-- Saved data entries --
************
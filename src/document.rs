//! Document loading on top of libxml2.
//!
//! Raw bytes are parsed with libxml2 in non-recovering mode, so anything that is
//! not well-formed XML is rejected up front instead of being silently repaired.
//! The resulting tree is owned by a [`WrapperDocument`] for the duration of one
//! validation call and is never mutated afterwards.
//!
//! libxml2 trees are reference counted without atomics, so a `WrapperDocument`
//! is neither `Send` nor `Sync`. Validation of one document therefore happens on
//! a single task; separate documents can still be validated in parallel.

use libxml::parser::{Parser, ParserOptions};
use libxml::tree::{Document, Node};

use crate::error::{StructuralError, StructuralResult};

/// A parsed NewsML-G2 wrapper document
pub struct WrapperDocument {
    document: Document,
    byte_len: usize,
}

impl WrapperDocument {
    /// Parse raw document bytes.
    ///
    /// # Errors
    ///
    /// Returns `StructuralError::NotWellFormed` if libxml2 cannot produce a tree and
    /// `StructuralError::MissingRoot` if the tree has no document element.
    pub fn load(raw: &[u8]) -> StructuralResult<Self> {
        if raw.iter().all(u8::is_ascii_whitespace) {
            return Err(StructuralError::NotWellFormed {
                details: "empty document".to_string(),
            });
        }

        let options = ParserOptions {
            recover: false,
            ..ParserOptions::default()
        };
        let document = Parser::default()
            .parse_string_with_options(raw, options)
            .map_err(|e| StructuralError::NotWellFormed {
                details: format!("{e:?}"),
            })?;

        if document.get_root_element().is_none() {
            return Err(StructuralError::MissingRoot);
        }

        Ok(Self {
            document,
            byte_len: raw.len(),
        })
    }

    /// Parse a UTF-8 string.
    pub fn load_str(xml: &str) -> StructuralResult<Self> {
        Self::load(xml.as_bytes())
    }

    /// The underlying libxml2 document
    pub fn document(&self) -> &Document {
        &self.document
    }

    /// The document element
    pub fn root(&self) -> StructuralResult<Node> {
        self.document
            .get_root_element()
            .ok_or(StructuralError::MissingRoot)
    }

    /// Size of the raw input in bytes
    pub fn byte_len(&self) -> usize {
        self.byte_len
    }
}

impl std::fmt::Debug for WrapperDocument {
    fn fmt(&self, f: &mut std::fmt::Formatter<'_>) -> std::fmt::Result {
        f.debug_struct("WrapperDocument")
            .field("byte_len", &self.byte_len)
            .finish_non_exhaustive()
    }
}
************
-- INSTRUCTIONS TO FOLLOW --
When the string "parsed" appears in a line of the records above, that line is to be copied.

-- ANSWER TO THIS TASK --
//! Raw bytes are parsed with libxml2 in non-recovering mode, so anything that is
/// A parsed NewsML-G2 wrapper document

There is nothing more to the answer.